ON BELLONA'S HEM
(SECOND SERIES)
ON BELLONA'S HEM
A Revel in Gambogia
There are certain ebullitions of frivolity about which, during the war, one has felt far from comfortable. To read reports of them, side by side with the various "grave warnings" which every one has been uttering, is to be almost too vividly reminded of England's capacity for divided action. But there are also others; and chief among these I should set the fancy-dress carnival of munition-workers at which I was privileged to be present one Saturday night. Here was necessary frivolity, if you like, for these myriad girls worked like slaves all the week, day and night, and many of them on Sundays too—and "National filling," as their particular task is called, is no joke either—and it was splendid to see them flinging themselves into the fun of this rare careless evening.
Fancy dress being the rule, it was only right and proper that there should be prizes for the best costumes; and since the lady who shed her beneficence over this prismatic throng does nothing by halves, she had called in the assistance of two artists to adjudicate.

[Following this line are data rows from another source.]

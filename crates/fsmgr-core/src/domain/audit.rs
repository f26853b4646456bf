//! Audit entry domain entities
//!
//! Every engine operation leaves one entry behind: committed operations as
//! successes, rolled-back and diverged ones as failures with the cause.

use chrono::{DateTime, Utc};
use serde::{Deserialize, Serialize};
use serde_json::Value;

use super::newtypes::{AuditId, ItemId, OperationId};

/// Actions that can be recorded in the audit log
#[derive(Debug, Clone, Copy, PartialEq, Eq, Serialize, Deserialize)]
#[serde(rename_all = "snake_case")]
pub enum AuditAction {
    /// A directory was created
    DirectoryCreate,
    /// A new file was uploaded
    FileUpload,
    /// An existing file was overwritten
    FileReplace,
    /// A file or directory was renamed
    Rename,
    /// An item was moved into the recycle area
    SoftDelete,
    /// A recycled item was removed for good
    PermanentDelete,
    /// A recycled item was moved back
    Restore,
}

impl AuditAction {
    /// Stable string form, also used as the database column value
    pub fn as_str(&self) -> &'static str {
        match self {
            AuditAction::DirectoryCreate => "directory_create",
            AuditAction::FileUpload => "file_upload",
            AuditAction::FileReplace => "file_replace",
            AuditAction::Rename => "rename",
            AuditAction::SoftDelete => "soft_delete",
            AuditAction::PermanentDelete => "permanent_delete",
            AuditAction::Restore => "restore",
        }
    }
}

impl std::fmt::Display for AuditAction {
    fn fmt(&self, f: &mut std::fmt::Formatter<'_>) -> std::fmt::Result {
        write!(f, "{}", self.as_str())
    }
}

impl std::str::FromStr for AuditAction {
    type Err = String;

    fn from_str(s: &str) -> Result<Self, Self::Err> {
        match s {
            "directory_create" => Ok(AuditAction::DirectoryCreate),
            "file_upload" => Ok(AuditAction::FileUpload),
            "file_replace" => Ok(AuditAction::FileReplace),
            "rename" => Ok(AuditAction::Rename),
            "soft_delete" => Ok(AuditAction::SoftDelete),
            "permanent_delete" => Ok(AuditAction::PermanentDelete),
            "restore" => Ok(AuditAction::Restore),
            other => Err(format!("unknown audit action: {other}")),
        }
    }
}

/// Result of an audited action
#[derive(Debug, Clone, PartialEq, Eq, Serialize, Deserialize)]
#[serde(rename_all = "snake_case")]
pub enum AuditResult {
    /// Both filesystem and metadata were updated
    Success,
    /// The action failed; `code` distinguishes rolled back from diverged
    Failed {
        /// Error code for categorization
        code: String,
        /// Human-readable error message
        message: String,
    },
}

impl AuditResult {
    /// Creates a successful result
    pub fn success() -> Self {
        AuditResult::Success
    }

    /// Creates a failed result with the given code and message
    pub fn failed(code: impl Into<String>, message: impl Into<String>) -> Self {
        AuditResult::Failed {
            code: code.into(),
            message: message.into(),
        }
    }

    pub fn is_success(&self) -> bool {
        matches!(self, AuditResult::Success)
    }

    pub fn is_failed(&self) -> bool {
        matches!(self, AuditResult::Failed { .. })
    }
}

/// An audit log entry recording one engine operation
#[derive(Debug, Clone, PartialEq, Serialize, Deserialize)]
pub struct AuditEntry {
    /// Assigned by the store on persist
    id: Option<AuditId>,
    timestamp: DateTime<Utc>,
    operation_id: Option<OperationId>,
    item_id: Option<ItemId>,
    action: AuditAction,
    result: AuditResult,
    /// Who performed the action
    actor: Option<String>,
    details: Value,
    duration_ms: Option<u64>,
}

impl AuditEntry {
    /// Creates a new audit entry with the required fields
    ///
    /// # Example
    ///
    /// ```
    /// use fsmgr_core::domain::audit::{AuditAction, AuditEntry, AuditResult};
    ///
    /// let entry = AuditEntry::new(AuditAction::Rename, AuditResult::success());
    /// assert!(entry.result().is_success());
    /// assert!(entry.id().is_none());
    /// ```
    pub fn new(action: AuditAction, result: AuditResult) -> Self {
        Self {
            id: None,
            timestamp: Utc::now(),
            operation_id: None,
            item_id: None,
            action,
            result,
            actor: None,
            details: Value::Null,
            duration_ms: None,
        }
    }

    pub fn id(&self) -> Option<AuditId> {
        self.id
    }

    pub fn timestamp(&self) -> DateTime<Utc> {
        self.timestamp
    }

    pub fn operation_id(&self) -> Option<OperationId> {
        self.operation_id
    }

    pub fn item_id(&self) -> Option<ItemId> {
        self.item_id
    }

    pub fn action(&self) -> AuditAction {
        self.action
    }

    pub fn result(&self) -> &AuditResult {
        &self.result
    }

    pub fn actor(&self) -> Option<&str> {
        self.actor.as_deref()
    }

    pub fn details(&self) -> &Value {
        &self.details
    }

    pub fn duration_ms(&self) -> Option<u64> {
        self.duration_ms
    }

    /// Sets the ID (called after the database insert)
    pub fn with_id(mut self, id: AuditId) -> Self {
        self.id = Some(id);
        self
    }

    /// Overrides the timestamp (used when reading back from storage)
    pub fn with_timestamp(mut self, timestamp: DateTime<Utc>) -> Self {
        self.timestamp = timestamp;
        self
    }

    pub fn with_operation_id(mut self, operation_id: OperationId) -> Self {
        self.operation_id = Some(operation_id);
        self
    }

    pub fn with_item_id(mut self, item_id: ItemId) -> Self {
        self.item_id = Some(item_id);
        self
    }

    pub fn with_actor(mut self, actor: impl Into<String>) -> Self {
        self.actor = Some(actor.into());
        self
    }

    pub fn with_details(mut self, details: Value) -> Self {
        self.details = details;
        self
    }

    pub fn with_duration_ms(mut self, duration_ms: u64) -> Self {
        self.duration_ms = Some(duration_ms);
        self
    }
}
use super::*;

use std::{
    collections::HashMap,
    env,
    path::PathBuf,
    time::{SystemTime, UNIX_EPOCH},
};

fn temp_config(tag: &str, contents: &str) -> PathBuf {
    let suffix = SystemTime::now()
        .duration_since(UNIX_EPOCH)
        .expect("clock")
        .as_nanos();
    let path = env::temp_dir().join(format!("sui_explain_config_{tag}_{suffix}.toml"));
    fs::write(&path, contents).expect("write config");
    path
}

fn no_env(_: &str) -> Option<String> {
    None
}

#[test]
fn missing_file_yields_defaults() {
    let settings =
        load_settings_from(Path::new("/nonexistent/explain.toml"), no_env).expect("settings");
    assert_eq!(settings, ClientSettings::default());
    settings.validate().expect("defaults are valid");
}

#[test]
fn file_overrides_defaults_and_env_overrides_file() {
    let path = temp_config(
        "layered",
        r#"
ledger_rpc_url = "http://127.0.0.1:8787/api/sui"
llm_model = "llama-3.1-8b-instant"
llm_max_tokens = 256
"#,
    );
    let env_vars = HashMap::from([
        ("APP__LLM_MODEL", "mixtral-8x7b"),
        ("GROQ_API_KEY", "gsk_test"),
        ("APP__LLM_TEMPERATURE", "not-a-number"),
    ]);

    let settings = load_settings_from(&path, |key| env_vars.get(key).map(|v| v.to_string()))
        .expect("settings");
    fs::remove_file(&path).expect("cleanup");

    assert_eq!(settings.ledger_rpc_url, "http://127.0.0.1:8787/api/sui");
    assert_eq!(settings.llm_model, "mixtral-8x7b");
    assert_eq!(settings.llm_max_tokens, 256);
    assert_eq!(settings.llm_temperature, 0.6);
    assert_eq!(settings.llm_api_key.as_deref(), Some("gsk_test"));
}

#[test]
fn malformed_file_is_an_error() {
    let path = temp_config("malformed", "llm_max_tokens = \"lots\"");
    let err = load_settings_from(&path, no_env).expect_err("bad file");
    fs::remove_file(&path).expect("cleanup");
    assert!(err.to_string().contains("failed to parse config file"));
}

#[test]
fn chat_settings_require_api_key() {
    let mut settings = ClientSettings::default();
    assert!(settings.chat_settings().is_err());

    settings.llm_api_key = Some("   ".into());
    assert!(settings.chat_settings().is_err());

    settings.llm_api_key = Some("gsk_test".into());
    let chat = settings.chat_settings().expect("chat settings");
    assert_eq!(chat.api_key, "gsk_test");
    assert_eq!(chat.model, "llama-3.3-70b-versatile");
    assert_eq!(chat.max_tokens, 1024);
}

#[test]
fn validate_rejects_non_http_endpoints() {
    let settings = ClientSettings {
        ledger_rpc_url: "ftp://fullnode.example".into(),
        ..ClientSettings::default()
    };
    assert!(settings.validate().is_err());

    let settings = ClientSettings {
        llm_api_url: "not a url".into(),
        ..ClientSettings::default()
    };
    assert!(settings.validate().is_err());
}
//! Turns whatever the user pasted into a candidate transaction digest.

use shared::domain::{DigestIssue, TransactionDigest};

use crate::error::ExplainError;

#[derive(Debug, Clone, PartialEq, Eq)]
pub struct Normalized {
    pub identifier: String,
    pub issue: Option<DigestIssue>,
}

impl Normalized {
    pub fn into_digest(self) -> Result<TransactionDigest, ExplainError> {
        if let Some(issue) = self.issue {
            return Err(ExplainError::InputValidation(issue.to_string()));
        }
        TransactionDigest::parse(self.identifier)
            .map_err(|issue| ExplainError::InputValidation(issue.to_string()))
    }
}

/// Trims the input and, for explorer links, keeps only the last path segment
/// (query and fragment are dropped first).
///
/// Address-shaped or short candidates are returned together with the issue so
/// the caller decides whether to block the request.
pub fn normalize(raw: &str) -> Normalized {
    let trimmed = raw.trim();
    let identifier = if looks_like_url(trimmed) {
        let path = trimmed.split(['?', '#']).next().unwrap_or_default();
        path.split('/')
            .filter(|segment| !segment.is_empty())
            .next_back()
            .unwrap_or_default()
    } else {
        trimmed
    };

    Normalized {
        identifier: identifier.to_string(),
        issue: TransactionDigest::check(identifier),
    }
}

fn looks_like_url(input: &str) -> bool {
    input.contains('/') || input.contains("http")
}

#[cfg(test)]
#[path = "tests/normalize_tests.rs"]
mod tests;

I will not make public their names; that would be to overstep the boundaries of decorum and turn this book into sheer journalism. But I will say that one of them is equally renowned in Chelsea for his distinguished brushwork and his wit; and that the other's extravaganzas cheer a million breakfast-tables daily. How I, who am not an artist, and so little of a costumier that I did not even wear evening dress, got into this galère is the mystery. I can explain it only by a habit of good fortune, for I chanced to be in the studio of the Chelsea artist at the moment when the beneficent lady arrived to put her request to him, and, noticing my pathetic look, she in her great kindness included me in the invitation.